In her last post, Morgan said that, for her, reading is entertainment and not work. I agree for the most part. I read to be entertained and, when a book ceases to be entertaining, I put it aside.

However, there is a class of novels for which I make an exception. These are novels that are intended to teach some subject, usually in conjunction with a more standard textbook on the topic. I suppose my fascination with these books stems from having spent my entire career in academia. Education can be difficult and educators often like to add some sugar to make the medicine go down. Learning also works best if it can be applied. Real-life applications, however, might be economically or practically unfeasible, but a novel might provide a surrogate for real-life.

I first encountered this kind of novel as an undergraduate psychology major. The novel was B. F. Skinner's Walden Two. Skinner was the world's foremost behavioral psychologist, an influential proponent of what he termed, "the technology of behavior." In Walden Two, Skinner took Thoreau's concept of a "community of philosophers" and created a utopian vision based on principles of behavioral psychology. The book was highly successful and planned communities based on Walden Two have been attempted around the world. It was certainly successful at teaching me behavioral psychology.

I've found other novels on such disparate topics as accounting, nursing, and mathematics. None have been as successful as Walden Two. Most of them suffer from the same defects. First, the authors, although well-intentioned and knowledgeable in their areas, are not skilled at writing fiction. Let's not kid ourselves, academic writing and fiction writing are two different skills. Academics, for all their intellectual capabilities, are rarely able to make the transition from one to the other. Skinner was an exception. He had planned to be a novelist and attempted to make a go of it before turning to psychology.

The second defect is inherent in the nature of such novels. They are essentially info dumps with a layer of sugar to make the info more palatable. Any author knows that info dumps can be deadly. Even if the information itself is interesting, a lump of undigested facts and principles destroys pacing and suspense.
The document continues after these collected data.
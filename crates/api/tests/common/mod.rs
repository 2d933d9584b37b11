#![allow(dead_code)]

use std::sync::Arc;

use axum::body::Body;
use axum::http::{Method, Request};
use axum::response::Response;
use axum::Router;
use http_body_util::BodyExt;
use serde_json::Value;
use tower::ServiceExt;

use mercato_api::auth::jwt::{generate_access_token, JwtConfig};
use mercato_api::config::ServerConfig;
use mercato_api::router::build_app_router;
use mercato_api::routes;
use mercato_api::state::AppState;

/// Team identifier used by tests that need a valid `X-Team-Id`.
pub const TEAM_ID: &str = "TM1";

/// Build a test `ServerConfig` with safe defaults.
///
/// Uses `http://localhost:5173` as CORS origin (matching the dev default),
/// a 30-second request timeout and a fixed JWT secret.
pub fn test_config() -> ServerConfig {
    ServerConfig {
        host: "127.0.0.1".to_string(),
        port: 0,
        cors_origins: vec!["http://localhost:5173".to_string()],
        request_timeout_secs: 30,
        default_locale: "en".to_string(),
        supported_locales: vec!["en".to_string(), "id".to_string()],
        jwt: JwtConfig {
            secret: "integration-test-secret-long-enough-for-hmac".to_string(),
            access_token_expiry_mins: 15,
        },
    }
}

/// Build the full application router with all middleware layers, exactly as
/// `main.rs` does.
pub fn build_test_app() -> Router {
    let config = test_config();
    let table = routes::route_table().expect("route table should be valid");

    let state = AppState {
        config: Arc::new(config.clone()),
        routes: Arc::new(table),
    };

    build_app_router(state, &config)
}

/// Issue an access token for `user_id` signed with the test secret.
pub fn token_for(user_id: &str) -> String {
    generate_access_token(user_id, &test_config().jwt).expect("token generation should succeed")
}

/// Send a GET request without credentials.
pub async fn get(app: Router, uri: &str) -> Response {
    send(app, Method::GET, uri, None, None, None).await
}

/// Send a GET request as `user_id`.
pub async fn get_auth(app: Router, uri: &str, user_id: &str) -> Response {
    send(app, Method::GET, uri, Some(user_id), None, None).await
}

/// Send a request scoped to [`TEAM_ID`] as `user_id`, with an optional
/// JSON body.
pub async fn send_team(
    app: Router,
    method: Method,
    uri: &str,
    user_id: &str,
    body: Option<Value>,
) -> Response {
    send(app, method, uri, Some(user_id), Some(TEAM_ID), body).await
}

/// Send an arbitrary request. `user_id` adds a Bearer token, `team_id`
/// adds `X-Team-Id`, and `body` is sent as JSON.
pub async fn send(
    app: Router,
    method: Method,
    uri: &str,
    user_id: Option<&str>,
    team_id: Option<&str>,
    body: Option<Value>,
) -> Response {
    let mut builder = Request::builder().method(method).uri(uri);
    if let Some(user_id) = user_id {
        builder = builder.header("authorization", format!("Bearer {}", token_for(user_id)));
    }
    if let Some(team_id) = team_id {
        builder = builder.header("x-team-id", team_id);
    }

    let request = match body {
        Some(body) => builder
            .header("content-type", "application/json")
            .body(Body::from(serde_json::to_vec(&body).unwrap()))
            .unwrap(),
        None => builder.body(Body::empty()).unwrap(),
    };

    app.oneshot(request).await.unwrap()
}

/// Collect a response body and parse it as JSON.
pub async fn body_json(response: Response) -> Value {
    let bytes = response.into_body().collect().await.unwrap().to_bytes();
    serde_json::from_slice(&bytes).unwrap()
}
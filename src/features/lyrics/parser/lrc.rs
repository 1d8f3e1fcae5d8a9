//! Standard LRC format parser
//!
//! Supports the common [mm:ss.xx]text format with line-level synchronization.

use super::types::LyricLine;

/// Parse timestamp from LRC format: [mm:ss.xx] or [mm:ss:xx]
fn parse_time(src: &str) -> Option<(usize, u64)> {
    if !src.starts_with('[') {
        return None;
    }

    let end_bracket = src.find(']')?;
    let time_str = &src[1..end_bracket];

    // Skip metadata tags like [ar:Artist], [ti:Title]
    if time_str.chars().next().is_some_and(|c| c.is_alphabetic()) {
        return None;
    }

    // Parse mm:ss.xx or mm:ss:xx
    let parts: Vec<&str> = time_str.split([':', '.']).collect();

    let time_ms = match parts.len() {
        2 => {
            let min: u64 = parts[0].parse().ok()?;
            let sec: u64 = parts[1].parse().ok()?;
            to_millis(min, sec, 0)?
        }
        3 => {
            let min: u64 = parts[0].parse().ok()?;
            let sec: u64 = parts[1].parse().ok()?;
            let ms_str = parts[2];
            let mut ms: u64 = ms_str.parse().ok()?;

            // xx (centiseconds) vs xxx (milliseconds)
            match ms_str.len() {
                1 => ms *= 100,
                2 => ms *= 10,
                3 => {}
                _ => return None,
            }

            to_millis(min, sec, ms)?
        }
        _ => return None,
    };

    Some((end_bracket + 1, time_ms))
}

/// `None` when the timestamp does not fit in a `u64` of milliseconds
fn to_millis(min: u64, sec: u64, ms: u64) -> Option<u64> {
    min.checked_mul(60_000)?
        .checked_add(sec.checked_mul(1000)?)?
        .checked_add(ms)
}

/// Parse a single LRC line, which may have multiple timestamps
fn parse_line(line: &str) -> Vec<LyricLine> {
    let mut timestamps = Vec::new();
    let mut pos = 0;
    let line = line.trim();

    while pos < line.len() {
        if let Some((consumed, time)) = parse_time(&line[pos..]) {
            timestamps.push(time);
            pos += consumed;
        } else {
            break;
        }
    }

    let text = line[pos..].trim();
    if text.is_empty() {
        return Vec::new();
    }

    timestamps
        .into_iter()
        .map(|start| LyricLine::timed(text, start))
        .collect()
}

/// Whether a line opens with an LRC timestamp
pub fn has_timestamp(line: &str) -> bool {
    parse_time(line.trim()).is_some()
}

/// Parse LRC content into timed lyric lines, sorted by start time
///
/// Untimed lines, metadata tags and empty (instrumental) lines are dropped.
pub fn parse_lrc(src: &str) -> Vec<LyricLine> {
    let mut result: Vec<LyricLine> = src.lines().flat_map(parse_line).collect();
    // stable: equal timestamps keep file order
    result.sort_by_key(|l| l.start_time);
    result
}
Recently I came across Pythagoras' Revenge: A Mathematical Mystery by Arturo Sangalli, published by Princeton University Press. I went for it, like moth to a flame. I downloaded it in Kindle. As Sangalli states in the preface, he originally proposed a treatise on the tyranny or numbers in modern society, but, with the support of his editor, turned it into a work of fiction. His goal was to introduce challenging mathematical concepts to a large audience. The result is sort of a geeky DaVinci Code. There are ancient mysteries, a secret society intent on finding a lost manuscript, and the possible reincarnation of Pythagoras, himself.

The mathematics are interesting, and, I confess,  I learned a lot. The book gives a visual proof of Pythagoras' famous theorem. When I mentioned that to a mathematics professor/friend, she got all excited and allowed as how someone has just produced an origami proof of the same theorem, which probably drew on the visual proof.

Sangalli is not the worst academic turned novelist. He does a competent job although the book still suffers from the info dump problem. The proof of the theorem, for example, goes on for twelve pages. It's carried out as a conversation between two very smart people. Although interesting in itself, it lacks conflict and slows the pace to a crawl. It's in this section that Sangalli makes a glaring error. The smart person who presents the proof tells the other smart person to think of her as a human Google. The trouble is, this scene supposedly took place in January 1998. Although the Google inventors had begun beta testing by that time, they did not create the company until the end of that year. I probably would have tossed the book at that point, but by then I was hooked on learning more about Pythagoras.

In sum, I recommend this book. You'll learn a lot. The concepts, when presented in the framework of a thriller, are easy to absorb. Just don't expect a page-turner or characters who leap off the page.

Mark Troy
Hawaiian Eye Blog
Game Face, a collection of short mystery stories is available on Kindle, Nook, iPad and other devices.

1 comment:

Morgan Mandel said...

I can see if you're interested in a certain topic you'd be inclined to read a book which goes into depth on it.